Despite the regenerative power of the Jade Essence, scars were beginning to accumulate one after another across that frame.
“Since you met me, this would be your second death. I suspect the third will come easier than the second. The fourth easier still than the third.”
My immortal disciple would be worn down, ground away bit by bit.
How much longer could I bear witness to this erosion?
“When even the primal fear of death itself has worn away, suicide will become effortless. By the time your limbs are severed and portions of your organs lost as the price, movement will become impossible—and that shall mark the end of your journey.”
It was a nightmare too terrible even for sleep to conjure.
Yet Jegalling recited his disciple’s future with perfect composure.
“I wished you had cherished life. I wished you had understood how precious a person you are.”
That is why I held the celebration.
A grand feast.
I made known to the people of Hyeon, who believed in and followed my disciple, the great deeds of Jin Cheon-hee.
Everyone celebrated without reservation.
And with good reason.
The people of Baekrin County had once been those exploited by others.
Those who had given up, saying it was the same everywhere.
Those for whom the plundering of the poor by the wealthy was merely daily routine and landscape.
How sweet was hope?
Who else would they worship as a god but the one who poured such sweetness upon them?
“I wished you had understood, by seeing the people of Hyeon, how heavy your life truly is.”
“Yes.”
I saw the smiles of the children.
The people joyfully praised the Magistrate’s virtue.
All ate delicious things together. They shared delicious things with one another.
That sight brought joy.
A weary traveler returning from distant lands found strength in it alone.
The strength to return home.
Even if the world were hell, if only my home could remain safe, how strong would a person become before it?

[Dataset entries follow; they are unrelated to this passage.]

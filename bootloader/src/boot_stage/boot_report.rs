//! Boot progress messages
//!
//! Console text shown while booting: the device about to be tried and, when
//! the attempt fails, why. Nothing here influences which device is tried
//! next, but an unknown device type is a configuration error and aborts.

use core::fmt::{self, Write};

use crate::boot_stage::boot_table::{DESCRIPTION_LEN, IPL_TYPE_BEV, IplEntry};
use crate::error::{BootError, Result};

/// Display names indexed by device type (BEV shown as type 4)
pub const DRIVE_TYPES: [&str; 5] = ["", "Floppy", "Hard Disk", "CD-Rom", "Network"];

const NETWORK_TYPE: u16 = 4;

/// Why a disk boot attempt failed
#[derive(Debug, Clone, Copy, PartialEq, Eq)]
pub enum FailureReason {
    /// Sector read but the boot signature is missing
    NotBootable,
    /// The device could not be read
    ReadError,
}

/// Printable name of a boot device
#[derive(Debug, Clone, Copy, PartialEq, Eq)]
pub struct DeviceDescription {
    label: &'static str,
    product: Option<[u8; DESCRIPTION_LEN]>,
}

impl DeviceDescription {
    pub fn label(&self) -> &'static str {
        self.label
    }

    /// Product string bytes up to the first NUL
    pub fn product(&self) -> Option<&[u8]> {
        self.product.as_ref().map(|bytes| {
            let end = bytes.iter().position(|&b| b == 0).unwrap_or(DESCRIPTION_LEN);
            &bytes[..end]
        })
    }
}

impl fmt::Display for DeviceDescription {
    fn fmt(&self, f: &mut fmt::Formatter<'_>) -> fmt::Result {
        f.write_str(self.label)?;
        if let Some(product) = self.product() {
            f.write_str(" [")?;
            for &byte in product {
                let ch = if byte.is_ascii_graphic() || byte == b' ' {
                    byte as char
                } else {
                    '.'
                };
                f.write_char(ch)?;
            }
            f.write_char(']')?;
        }
        Ok(())
    }
}

/// Describe an IPL entry
pub fn describe(entry: &IplEntry) -> Result<DeviceDescription> {
    let kind = if entry.kind == IPL_TYPE_BEV {
        NETWORK_TYPE
    } else {
        entry.kind
    };
    if kind == 0 || kind > NETWORK_TYPE {
        log::error!("Bad drive type {:#x}", entry.kind);
        return Err(BootError::BadDriveType(entry.kind));
    }

    let product = match entry.description {
        Some(source) if kind == NETWORK_TYPE => {
            // Only the first 32 bytes are significant.
            let mut buf = [0u8; DESCRIPTION_LEN];
            let len = source.len().min(DESCRIPTION_LEN);
            buf[..len].copy_from_slice(&source[..len]);
            Some(buf)
        }
        _ => None,
    };

    Ok(DeviceDescription {
        label: DRIVE_TYPES[kind as usize],
        product,
    })
}

/// Failure text for a disk-class device (floppy, hard disk, CD-ROM)
pub fn describe_failure(kind: u16, reason: FailureReason) -> Result<&'static str> {
    if kind == 0 || kind > 3 {
        log::error!("Bad drive type {:#x} in failure report", kind);
        return Err(BootError::BadDriveType(kind));
    }
    Ok(match reason {
        FailureReason::NotBootable => "not a bootable disk",
        FailureReason::ReadError => "could not read the boot disk",
    })
}

pub fn print_boot_device(console: &mut dyn Write, entry: &IplEntry) -> Result {
    let description = describe(entry)?;
    let _ = writeln!(console, "Booting from {}...", description);
    Ok(())
}

pub fn print_boot_failure(console: &mut dyn Write, kind: u16, reason: FailureReason) -> Result {
    let message = describe_failure(kind, reason)?;
    let _ = writeln!(console, "Boot failed: {}\n", message);
    Ok(())
}

pub fn print_cdrom_failure(console: &mut dyn Write, status: u16) {
    let _ = writeln!(console, "CDROM boot failure code : {:04x}", status);
}
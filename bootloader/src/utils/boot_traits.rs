//! Core bootloader traits for dependency injection
//!
//! The boot path talks to the rest of the firmware only through these
//! interfaces: the real mode runtime that marshals registers for `INT` and
//! far calls, the persistent BIOS data area, and the CD-ROM emulation setup.

use core::fmt;

use crate::bios::bios_realmode::RealModeContext;

/// Real mode call interface
#[cfg_attr(test, mockall::automock)]
pub trait RealModeRuntime {
    /// Issue `INT vector`; registers are read from and written back to `ctx`
    fn call16_int(&mut self, vector: u8, ctx: &mut RealModeContext);

    /// Far call to `ctx.cs:ctx.ip`
    ///
    /// Returns only if the called code hands control back.
    fn call16(&mut self, ctx: &mut RealModeContext);

    /// Read a little-endian word at `segment:offset`
    fn read_far_u16(&self, segment: u16, offset: u16) -> u16;
}

/// CD-ROM emulation results published by the El Torito setup
#[derive(Debug, Clone, Copy, PartialEq, Eq, Default)]
pub struct CdEmulation {
    pub emulated_drive: u8,
    pub load_segment: u16,
}

/// Persistent BIOS data area (EBDA) interface
#[cfg_attr(test, mockall::automock)]
pub trait BiosDataArea {
    /// Boot attempts since the last INT 19h
    fn boot_sequence(&self) -> u16;
    fn set_boot_sequence(&self, sequence: u16);

    /// Emulation state written by the CD-ROM boot procedure
    fn cdemu(&self) -> CdEmulation;
}

/// CD-ROM boot emulation interface
#[cfg_attr(test, mockall::automock)]
pub trait CdromBoot {
    /// Set up drive emulation from the boot catalog; 0 means success
    fn cdrom_boot(&mut self) -> u16;
}

/// Firmware services used by one boot attempt
pub struct BootServices<'a> {
    pub runtime: &'a mut dyn RealModeRuntime,
    pub ebda: &'a dyn BiosDataArea,
    pub cdrom: &'a mut dyn CdromBoot,
    pub console: &'a mut dyn fmt::Write,
}

impl<'a> BootServices<'a> {
    pub fn new(
        runtime: &'a mut dyn RealModeRuntime,
        ebda: &'a dyn BiosDataArea,
        cdrom: &'a mut dyn CdromBoot,
        console: &'a mut dyn fmt::Write,
    ) -> Self {
        Self {
            runtime,
            ebda,
            cdrom,
            console,
        }
    }
}
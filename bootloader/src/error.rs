//! Bootloader error handling
//!
//! Errors in this module are fatal: they end the boot attempt sequence and
//! the firmware halts with the error's description. Recoverable outcomes of a
//! single boot attempt (read failures, missing signatures, skipped slots) are
//! plain values, see [`crate::boot_stage::boot_dispatch::BootOutcome`].

use core::fmt;

/// Bootloader error type
#[derive(Debug, Clone, Copy, PartialEq, Eq)]
pub enum BootError {
    /// INT 18h/19h boot support was compiled out
    BootNotSupported,

    /// No device at the first priority, or the priority list ran out
    NoBootableDevice,

    /// IPL entry type outside the known device classes
    BadDriveType(u16),
}

impl BootError {
    /// Convert to an error code suitable for passing to firmware/OS
    pub fn as_error_code(&self) -> u32 {
        match self {
            BootError::BootNotSupported => 0xF001,
            BootError::NoBootableDevice => 0x6000,
            BootError::BadDriveType(kind) => 0xA000 | (*kind as u32 & 0x0FFF),
        }
    }

    /// Get a human-readable description of the error
    pub fn description(&self) -> &'static str {
        match self {
            BootError::BootNotSupported => "Boot support not compiled in.",
            BootError::NoBootableDevice => "No bootable device.",
            BootError::BadDriveType(_) => "Bad drive type",
        }
    }
}

impl fmt::Display for BootError {
    fn fmt(&self, f: &mut fmt::Formatter<'_>) -> fmt::Result {
        match self {
            BootError::BadDriveType(kind) => {
                write!(f, "{} ({:#x})", self.description(), kind)
            }
            _ => f.write_str(self.description()),
        }
    }
}

/// Result type used throughout the bootloader
pub type Result<T = ()> = core::result::Result<T, BootError>;
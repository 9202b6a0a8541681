//! BIOS initial program load
//!
//! Chooses the boot device from the IPL table, loads its boot code into
//! real mode memory and transfers control to it. Failed attempts chain
//! through INT 18h to the next configured priority.
//!
//! The crate is organised into subsystems:
//! - `bios` - real mode register block and interrupt requests
//! - `firmware` - far pointers, boot sector checks, EBDA state
//! - `boot_stage` - IPL table, device dispatch, retry controller, reporting
//! - `drivers` - serial console and log backend
//! - `utils` - collaborator traits

#![cfg_attr(not(test), no_std)]

pub mod error;

/// BIOS layer - real mode register marshalling and INT requests
pub mod bios;

/// Firmware data - far pointers, boot sectors, EBDA
pub mod firmware;

/// Boot orchestration - table, dispatch, recovery, reporting
pub mod boot_stage;

/// Device drivers - serial console
pub mod drivers;

/// Collaborator traits for dependency injection
pub mod utils;

pub use boot_stage::boot_config::BootConfig;
pub use boot_stage::boot_dispatch::{
    AttemptFailure, BootDispatcher, BootOutcome, JumpTarget, SkipReason,
};
pub use boot_stage::boot_recovery::{BootRecovery, handle_18, handle_19, next_boot_sequence};
pub use boot_stage::boot_table::{
    BootOrder, IplEntry, IplTable, IplType, LookupError, install_ipl_table, ipl_table,
};
pub use error::{BootError, Result};
pub use firmware::ebda::EbdaRecord;
pub use firmware::far_pointer::FarPtr;
pub use utils::boot_traits::{
    BiosDataArea, BootServices, CdEmulation, CdromBoot, RealModeRuntime,
};
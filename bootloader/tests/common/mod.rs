//! Fake real mode machine shared by the boot sequence tests

#![allow(dead_code)]

use std::cell::Cell;
use std::collections::HashMap;

use ipl_boot::bios::bios_realmode::{CpuFlags, RealModeContext};
use ipl_boot::{
    BootRecovery, BootServices, CdEmulation, CdromBoot, EbdaRecord, FarPtr, IplTable,
    RealModeRuntime,
};

pub const MEMORY_SIZE: usize = 0x10_0000;

/// 512-byte sector ending in the given signature bytes
pub fn boot_sector(lo: u8, hi: u8) -> Vec<u8> {
    let mut sector = vec![0xF4u8; 512];
    sector[0x1FE] = lo;
    sector[0x1FF] = hi;
    sector
}

/// 1 MiB of real mode memory plus first sectors per BIOS drive
pub struct FakeMachine {
    pub memory: Vec<u8>,
    pub disks: HashMap<u8, Vec<u8>>,
    pub disk_reads: Vec<u8>,
    pub transfers: Vec<RealModeContext>,
    pub int18_count: usize,
    pub far_reads: Cell<usize>,
}

impl FakeMachine {
    pub fn new() -> Self {
        Self {
            memory: vec![0; MEMORY_SIZE],
            disks: HashMap::new(),
            disk_reads: Vec::new(),
            transfers: Vec::new(),
            int18_count: 0,
            far_reads: Cell::new(0),
        }
    }

    pub fn with_disk(mut self, drive: u8, sector: Vec<u8>) -> Self {
        self.disks.insert(drive, sector);
        self
    }

    fn disk_read(&mut self, ctx: &mut RealModeContext) {
        let drive = ctx.get_dl();
        self.disk_reads.push(drive);
        match self.disks.get(&drive) {
            Some(sector) if ctx.get_ah() == 0x02 && ctx.get_cl() == 1 => {
                let dest = FarPtr::new(ctx.es, ctx.get_bx()).linear() as usize;
                self.memory[dest..dest + sector.len()].copy_from_slice(sector);
                ctx.set_ah(0);
                ctx.flags.remove(CpuFlags::CARRY);
            }
            _ => {
                // timeout
                ctx.set_ah(0x80);
                ctx.flags.insert(CpuFlags::CARRY);
            }
        }
    }
}

impl RealModeRuntime for FakeMachine {
    fn call16_int(&mut self, vector: u8, ctx: &mut RealModeContext) {
        match vector {
            0x13 => self.disk_read(ctx),
            0x18 => self.int18_count += 1,
            other => panic!("unexpected INT {:02X}h", other),
        }
    }

    fn call16(&mut self, ctx: &mut RealModeContext) {
        self.transfers.push(*ctx);
    }

    fn read_far_u16(&self, segment: u16, offset: u16) -> u16 {
        self.far_reads.set(self.far_reads.get() + 1);
        let addr = FarPtr::new(segment, offset).linear() as usize;
        u16::from_le_bytes([self.memory[addr], self.memory[addr + 1]])
    }
}

/// El Torito setup stand-in publishing its results to the EBDA
pub struct FakeCdrom {
    pub ebda: &'static EbdaRecord,
    pub status: u16,
    pub emulation: CdEmulation,
    pub calls: usize,
}

impl CdromBoot for FakeCdrom {
    fn cdrom_boot(&mut self) -> u16 {
        self.calls += 1;
        if self.status == 0 {
            self.ebda.set_cdemu(self.emulation);
        }
        self.status
    }
}

/// Everything one boot sequence runs against
pub struct Rig {
    pub machine: FakeMachine,
    pub ebda: &'static EbdaRecord,
    pub cdrom: FakeCdrom,
    pub console: String,
}

impl Rig {
    pub fn new(machine: FakeMachine) -> Self {
        let ebda: &'static EbdaRecord = Box::leak(Box::new(EbdaRecord::new()));
        Self {
            machine,
            ebda,
            cdrom: FakeCdrom {
                ebda,
                status: 0,
                emulation: CdEmulation::default(),
                calls: 0,
            },
            console: String::new(),
        }
    }

    pub fn services(&mut self) -> BootServices<'_> {
        BootServices::new(
            &mut self.machine,
            self.ebda,
            &mut self.cdrom,
            &mut self.console,
        )
    }

    pub fn recovery<'a>(&'a mut self, table: &'a IplTable) -> BootRecovery<'a> {
        BootRecovery::new(table, self.services())
    }
}
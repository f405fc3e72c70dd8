use tokio::sync::{mpsc, watch};
use tokio::task::JoinHandle;
use tokio::time::{self, Interval, MissedTickBehavior};
use tracing::debug;

use crate::machine::{AutoScroller, ScrollConfig, ScrollState};

#[derive(Debug, Clone, Copy, PartialEq, Eq)]
pub struct ScrollFrame {
    pub state: ScrollState,
    pub position: u32,
}

#[derive(Debug)]
enum Command {
    Kiosk(bool),
    Resize { content: u32, viewport: u32 },
}

/// Runs an [`AutoScroller`] on its own task.
///
/// The tick timer exists only while the scroller is active. Dropping the
/// driver stops the task together with any timer it holds.
pub struct ScrollDriver {
    commands: mpsc::UnboundedSender<Command>,
    frames: watch::Receiver<ScrollFrame>,
    task: JoinHandle<()>,
}

impl ScrollDriver {
    pub fn spawn(config: ScrollConfig) -> Self {
        let (commands, rx) = mpsc::unbounded_channel();
        let scroller = AutoScroller::new(config);
        let (frame_tx, frames) = watch::channel(frame_of(&scroller));
        let task = tokio::spawn(run(scroller, rx, frame_tx));
        Self {
            commands,
            frames,
            task,
        }
    }

    pub fn set_kiosk(&self, enabled: bool) {
        let _ = self.commands.send(Command::Kiosk(enabled));
    }

    pub fn resize(&self, content: u32, viewport: u32) {
        let _ = self.commands.send(Command::Resize { content, viewport });
    }

    pub fn frame(&self) -> ScrollFrame {
        *self.frames.borrow()
    }

    pub fn subscribe(&self) -> watch::Receiver<ScrollFrame> {
        self.frames.clone()
    }

    pub async fn shutdown(mut self) {
        self.task.abort();
        let _ = (&mut self.task).await;
    }
}

impl Drop for ScrollDriver {
    fn drop(&mut self) {
        self.task.abort();
    }
}

async fn run(
    mut scroller: AutoScroller,
    mut commands: mpsc::UnboundedReceiver<Command>,
    frames: watch::Sender<ScrollFrame>,
) {
    let mut ticker: Option<Interval> = None;
    loop {
        let command = match ticker.as_mut() {
            Some(interval) => {
                tokio::select! {
                    command = commands.recv() => command,
                    _ = interval.tick() => {
                        scroller.tick();
                        publish(&frames, &scroller);
                        continue;
                    }
                }
            }
            None => commands.recv().await,
        };
        let Some(command) = command else {
            debug!("scroll driver closed");
            return;
        };

        match command {
            Command::Kiosk(enabled) => scroller.set_kiosk(enabled),
            Command::Resize { content, viewport } => scroller.resize(content, viewport),
        }
        publish(&frames, &scroller);

        match (scroller.is_active(), ticker.is_some()) {
            (true, false) => ticker = Some(start_ticker(scroller.config())),
            (false, true) => {
                debug!("scroll idle, timer cancelled");
                ticker = None;
            }
            _ => {}
        }
    }
}

fn start_ticker(config: &ScrollConfig) -> Interval {
    let start = time::Instant::now() + config.tick;
    let mut interval = time::interval_at(start, config.tick);
    interval.set_missed_tick_behavior(MissedTickBehavior::Delay);
    debug!(tick_ms = config.tick.as_millis() as u64, "scroll timer started");
    interval
}

fn publish(frames: &watch::Sender<ScrollFrame>, scroller: &AutoScroller) {
    let frame = frame_of(scroller);
    frames.send_if_modified(|current| {
        if *current == frame {
            return false;
        }
        *current = frame;
        true
    });
}

fn frame_of(scroller: &AutoScroller) -> ScrollFrame {
    ScrollFrame {
        state: scroller.state(),
        position: scroller.position(),
    }
}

“At Baekrin Medical Guild, we gathered the Medical Professionals who had walked alongside you. We held a feast and spoke of your deeds. They were the connections you had forged.”
“….”
“Yet for some reason, you feared your Master’s kindness.”
Why was that?
My Master had merely wished to gather with my disciple, hoping that I would recognize the weight of my own life, and to meet with the bonds and good fortune accumulated over time.
‘I was afraid, not understanding even that.’
I was sorry for not understanding my Master.
Though it was not only my disciple who was frightened then, and all those gathered in that place felt the same, regardless, I had already forgotten it.
‘My Master is a genius, possessing sensibilities different from ordinary people.’
It was only natural that the actions a genius expresses to the common person differ from those of ordinary folk.
Once I saw in a documentary an octopus crumpling its tentacles to mimic a hermit crab or a fish.
In a way, my Master was no different.
My Master had similarly compressed himself into that form, yet the uncanny dissonance that touched the valley of discomfort had perhaps birthed this terror.
If an octopus were to contort its tentacles into a human shape and wave them about, anyone would have screamed and fled—and Jin Cheon-hee had done precisely that.
That octopus was my Master.
‘I didn’t even understand my Master’s heart.’
From my Master’s perspective, he had tried so earnestly to reshape himself into human form.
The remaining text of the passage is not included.